Важным условием выполнения операции является стихание острого гнойного процесса в плевральной полости и легком, нормализация температуры, снижение интоксикации, санация трахеобронхиального дерева и стабилизация состояния больного. Это обычно достигается к концу первого и началу второго месяца после возникновения эмпиемы. К этому времени глубокие слои плевральных шварт представляют собой зрелую фиброзную ткань – сформировавшийся субстрат, подлежащий удалению во время декортикации. Напластования на легком снимаются в этот период сравнительно легко, с минимальной травматизацией и кровопотерей. Операция противопоказана при двустороннем процессе.

Для декортикации легкого используют боковой и переднебоковой доступы. Удаление целиком всего мешка эмпиемы – идеальный вариант декортикации легкого и плеврэктомии. Главное его преимущество заключается в ликвидации эмпиемы уже на операционном столе и превращение гнойной остаточной полости в относительно стерильную полость гемиторакса. Декортикация должна обязательно сочетаться с диафрагмолизом, т.е. освобождением от шварт диафрагмы.

Сочетание декортикации с частичной резекцией легкого показано при наличии деструктивного процесса в нем (абсцессы, бронхоэктазии, множественные бронхиальные свищи) или выраженной карнификации доли легкого.

ВОПРОСЫ.

  1. Какие виды операций применяют при острой эмпиеме плевры и пиопневмотораксе?

  2. Что такое декортикация и плеврэктомия?

  3. В каких случаях показано сочетание декортикации с частичной резекцией легкого?

Задача 1

Больной М., 46 лет, заболел остро 18.08.04., когда после переохлаждения появились кашель с гнойной мокротой, боль в левой половине грудной клетки, гипертермия до 380 С. К врачу не обращался до начала сентября. Затем был госпитализирован в терапевтическое отделение ЦРБ, где находился до 23.09.04. с диагнозом: очаговая пневмония нижней доли левого легкого. Больному проводилось комплексное консервативное лечение. Однако при контрольном рентгенологическом исследовании выявлена жидкость в правой плевральной полости. Однократно выполнена пункция левой плевральной полости с эвакуацией гноя, после чего состояние больного улучшилось. Переведен в отделение торакальной хирургии 23.09.04.

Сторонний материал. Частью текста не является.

//! Safari history and bookmark collection (macOS).
//!
//! Safari keeps history in its own SQLite schema (`History.db`, timed in
//! CFAbsoluteTime) and bookmarks in a binary property list that `plutil`
//! converts to JSON. The same copy-then-open-read-only discipline as the
//! Chromium extractor applies; Safari files additionally require Full
//! Disk Access, so a permission error degrades to an empty result.

use crate::collector::browser::history::{open_read_only, ExtractError, ScratchCopy};
use crate::collector::browser::types::{BookmarkEntry, BrowserKind, BrowserSignals};
use crate::core::{aggregate_domains, domain_from_url, time::to_cf_seconds};
use crate::probe;
use chrono::{DateTime, Duration, Utc};
use rusqlite::Connection;
use serde_json::Value;
use std::path::{Path, PathBuf};
use tracing::{debug, warn};

/// History window, matching the Chromium extractor.
const RECENT_WINDOW_DAYS: i64 = 7;

/// Row caps.
const HISTORY_ROW_LIMIT: usize = 200;
const BOOKMARK_CAP: usize = 200;

/// Collects Safari signals. Only constructed when the host OS is macOS.
pub struct SafariCollector {
    safari_dir: PathBuf,
    cache_dir: PathBuf,
}

impl SafariCollector {
    pub fn new(home: impl Into<PathBuf>, cache_dir: impl Into<PathBuf>) -> Self {
        Self {
            safari_dir: home.into().join("Library/Safari"),
            cache_dir: cache_dir.into(),
        }
    }

    /// Explicit Safari data directory (tests).
    pub fn with_safari_dir(safari_dir: impl Into<PathBuf>, cache_dir: impl Into<PathBuf>) -> Self {
        Self {
            safari_dir: safari_dir.into(),
            cache_dir: cache_dir.into(),
        }
    }

    /// History domains plus bookmarks. Either half failing leaves the
    /// other intact.
    pub async fn collect(&self, now: DateTime<Utc>) -> BrowserSignals {
        let mut signals = BrowserSignals {
            browser: Some(BrowserKind::Safari),
            ..Default::default()
        };

        let db = self.safari_dir.join("History.db");
        if db.exists() {
            let cache_dir = self.cache_dir.clone();
            let result =
                tokio::task::spawn_blocking(move || history_domains(&db, &cache_dir, now)).await;
            match result {
                Ok(Ok(domains)) => signals.recent_domains = domains,
                Ok(Err(e)) => warn!(error = %e, "safari history unavailable"),
                Err(e) => warn!(error = %e, "safari history task failed"),
            }
        }

        let plist = self.safari_dir.join("Bookmarks.plist");
        if plist.exists() {
            match probe::plutil_json(&plist).await {
                Ok(tree) => signals.bookmarks = walk_bookmarks(&tree),
                Err(e) => warn!(error = %e, "safari bookmarks unavailable"),
            }
        }

        signals
    }
}

/// Query recent visit counts per domain from a scratch copy of
/// `History.db`.
fn history_domains(
    db: &Path,
    cache_dir: &Path,
    now: DateTime<Utc>,
) -> Result<Vec<crate::collector::browser::types::DomainVisit>, ExtractError> {
    let scratch = ScratchCopy::create(db, cache_dir)?;
    let conn = open_read_only(scratch.path())?;

    let cutoff = to_cf_seconds(now - Duration::days(RECENT_WINDOW_DAYS));
    let rows = visit_rows(&conn, cutoff).or_else(|e| {
        // Older schemas lack history_visits: fall back to the per-item
        // lifetime counters.
        debug!(error = %e, "history_visits join failed, using visit_count fallback");
        item_rows(&conn)
    })?;

    let domain_rows = rows
        .into_iter()
        .filter_map(|(url, visits)| domain_from_url(&url).map(|d| (d, visits)));
    Ok(aggregate_domains(domain_rows))
}

fn visit_rows(conn: &Connection, cutoff: i64) -> Result<Vec<(String, i64)>, ExtractError> {
    let mut stmt = conn.prepare(
        "SELECT i.url, COUNT(v.id) AS visits \
         FROM history_visits v \
         JOIN history_items i ON v.history_item = i.id \
         WHERE v.visit_time > ?1 \
         GROUP BY i.url ORDER BY visits DESC LIMIT ?2",
    )?;
    let rows = stmt
        .query_map(rusqlite::params![cutoff, HISTORY_ROW_LIMIT], |row| {
            Ok((row.get::<_, String>(0)?, row.get::<_, i64>(1)?))
        })?
        .collect::<Result<Vec<_>, _>>()?;
    Ok(rows)
}

fn item_rows(conn: &Connection) -> Result<Vec<(String, i64)>, ExtractError> {
    let mut stmt = conn.prepare(
        "SELECT url, visit_count FROM history_items \
         ORDER BY visit_count DESC LIMIT ?1",
    )?;
    let rows = stmt
        .query_map([HISTORY_ROW_LIMIT], |row| {
            Ok((
                row.get::<_, String>(0)?,
                row.get::<_, i64>(1).unwrap_or(0),
            ))
        })?
        .collect::<Result<Vec<_>, _>>()?;
    Ok(rows)
}

/// Recursively walk the bookmarks tree converted to JSON.
///
/// Proxy nodes (Reading List and friends) are skipped; nodes carrying a
/// URL string are leaves tagged with the nearest enclosing folder name;
/// folder nodes recurse into `Children`.
pub(crate) fn walk_bookmarks(tree: &Value) -> Vec<BookmarkEntry> {
    let mut out = Vec::new();
    walk_node(tree, "Bookmarks", &mut out);
    out
}

fn walk_node(node: &Value, folder: &str, out: &mut Vec<BookmarkEntry>) {
    if out.len() >= BOOKMARK_CAP {
        return;
    }
    let Some(obj) = node.as_object() else {
        return;
    };

    if obj
        .get("WebBookmarkType")
        .and_then(Value::as_str)
        .map(|t| t == "WebBookmarkTypeProxy")
        .unwrap_or(false)
    {
        return;
    }

    if let Some(url) = obj.get("URLString").and_then(Value::as_str) {
        let title = obj
            .get("URIDictionary")
            .and_then(|d| d.get("title"))
            .and_then(Value::as_str)
            .unwrap_or(url);
        out.push(BookmarkEntry {
            folder: folder.to_string(),
            title: title.to_string(),
            url: url.to_string(),
        });
        return;
    }

    if let Some(children) = obj.get("Children").and_then(Value::as_array) {
        let name = obj.get("Title").and_then(Value::as_str).unwrap_or(folder);
        for child in children {
            walk_node(child, name, out);
        }
    }
}

#[cfg(test)]
mod tests {
    use super::*;
    use serde_json::json;

    fn fixture_history(path: &Path, with_visits: bool) {
        let conn = Connection::open(path).unwrap();
        conn.execute(
            "CREATE TABLE history_items (id INTEGER PRIMARY KEY, url TEXT, visit_count INTEGER)",
            [],
        )
        .unwrap();
        conn.execute(
            "INSERT INTO history_items (id, url, visit_count) VALUES \
             (1, 'https://www.github.com/a', 12), (2, 'https://news.ycombinator.com/', 9)",
            [],
        )
        .unwrap();
        if with_visits {
            conn.execute(
                "CREATE TABLE history_visits (id INTEGER PRIMARY KEY, \
                 history_item INTEGER, visit_time REAL)",
                [],
            )
            .unwrap();
            let now_cf = to_cf_seconds(Utc::now());
            for (item, when) in [(1, now_cf - 3600), (1, now_cf - 7200), (2, now_cf - 60)] {
                conn.execute(
                    "INSERT INTO history_visits (history_item, visit_time) VALUES (?1, ?2)",
                    rusqlite::params![item, when],
                )
                .unwrap();
            }
        }
    }

    #[test]
    fn test_history_domains_joined_window() {
        let dir = tempfile::tempdir().unwrap();
        let db = dir.path().join("History.db");
        fixture_history(&db, true);

        let domains = history_domains(&db, &dir.path().join("cache"), Utc::now()).unwrap();
        assert_eq!(domains[0].domain, "github.com");
        assert_eq!(domains[0].visits, 2);
        assert_eq!(domains[1].domain, "news.ycombinator.com");
    }

    #[test]
    fn test_history_falls_back_without_visits_table() {
        let dir = tempfile::tempdir().unwrap();
        let db = dir.path().join("History.db");
        fixture_history(&db, false);

        let domains = history_domains(&db, &dir.path().join("cache"), Utc::now()).unwrap();
        assert_eq!(domains[0].domain, "github.com");
        assert_eq!(domains[0].visits, 12);
    }

    #[test]
    fn test_bookmark_walk_skips_proxies() {
        let tree = json!({
            "Children": [
                {
                    "WebBookmarkType": "WebBookmarkTypeProxy",
                    "Title": "com.apple.ReadingList",
                    "Children": [
                        {"URLString": "https://hidden.example.com",
                         "URIDictionary": {"title": "Hidden"}}
                    ]
                },
                {
                    "Title": "Work",
                    "Children": [
                        {"URLString": "https://github.com/org/repo",
                         "URIDictionary": {"title": "Main repo"}},
                        {"URLString": "https://ci.example.com"}
                    ]
                }
            ]
        });

        let entries = walk_bookmarks(&tree);
        assert_eq!(entries.len(), 2);
        assert_eq!(entries[0].folder, "Work");
        assert_eq!(entries[0].title, "Main repo");
        // No URIDictionary title: the URL stands in.
        assert_eq!(entries[1].title, "https://ci.example.com");
    }

    #[test]
    fn test_bookmark_walk_caps_entries() {
        let children: Vec<Value> = (0..500)
            .map(|i| json!({"URLString": format!("https://example.com/{i}")}))
            .collect();
        let tree = json!({"Children": children});
        assert_eq!(walk_bookmarks(&tree).len(), BOOKMARK_CAP);
    }

    #[tokio::test]
    async fn test_collect_missing_files_is_empty() {
        let dir = tempfile::tempdir().unwrap();
        let collector =
            SafariCollector::with_safari_dir(dir.path().join("Safari"), dir.path().join("cache"));
        let signals = collector.collect(Utc::now()).await;
        assert!(signals.recent_domains.is_empty());
        assert!(signals.bookmarks.is_empty());
        assert_eq!(signals.browser, Some(BrowserKind::Safari));
    }
}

При госпитализации сохраняются жалобы на тупую боль в левой половине грудной клетки, связанную с актом дыхания, и субфебрильную температуру. Состояние больного средней степени тяжести, кожные покровы бледные, цианоз губ. Грудная клетка правильной формы, при дыхании отстает левая половина. При перкуссии над легкими притупление звука в левой подлопаточной области. При аускультации над легкими дыхание везикулярное, ослаблено в левой подлопаточной области, хрипов нет. ЧД=20 в мин., пульс 72 в мин., ритмичный, АД=120 и 80 мм рт.ст.

На рентгенограмме от 24.09.04. в левой плевральной полости по дорсальной поверхности на уровне нижней доли ограниченный гидроторакс (200 мл); в S-6 левого легкого участок ограниченной инфильтрации. В клиническом анализе крови количество эритроцитов 3,5х1012/л, гемоглобина 110 г/л, лейкоцитов 12х109/л (палочкоядерных 4%, лимфоцитов 24%), СОЭ= 32 мм/час.

ВОПРОСЫ

1. Hа основании данных анамнеза, объективного осмотра и рентгенологического исследования сформулируйте предварительный диагноз с указанием фазы, этиологии, протяжённости патологического процесса.

2. Дайте определение данному заболеванию.

3. Какова этиология и происхождение этого заболевания?

4. Какая протяжённость гнойного процесса в плевральной полости у больного М.? Какие критерии Вы используете для характеристики распространенности гнойного процесса?

5. Какая у больного М. эмпиема плевры по срокам заболевания? Какие для определения этого существуют критерии?

6. Ваш комментарий к клиническому анализу крови.

7. Какой план дальнейшего обследования больного М.? Как отличить экссудат от транссудата? Что такое реакция Ривальта?

8. Как убедиться в том, что у больного М. нет бронхоплеврального свища? Какой метод исследования применяется для этого?

9. Как Вы будете лечить больного М.?

10. Какой метод Вы выберите для санации плевральной полости?

11. Какие исходы острой эмпиемы возможны? Какой прогноз в плане выздоровления у больного М.?

12. Какие основные условия перехода острой эмпиемы плевры в хроническую?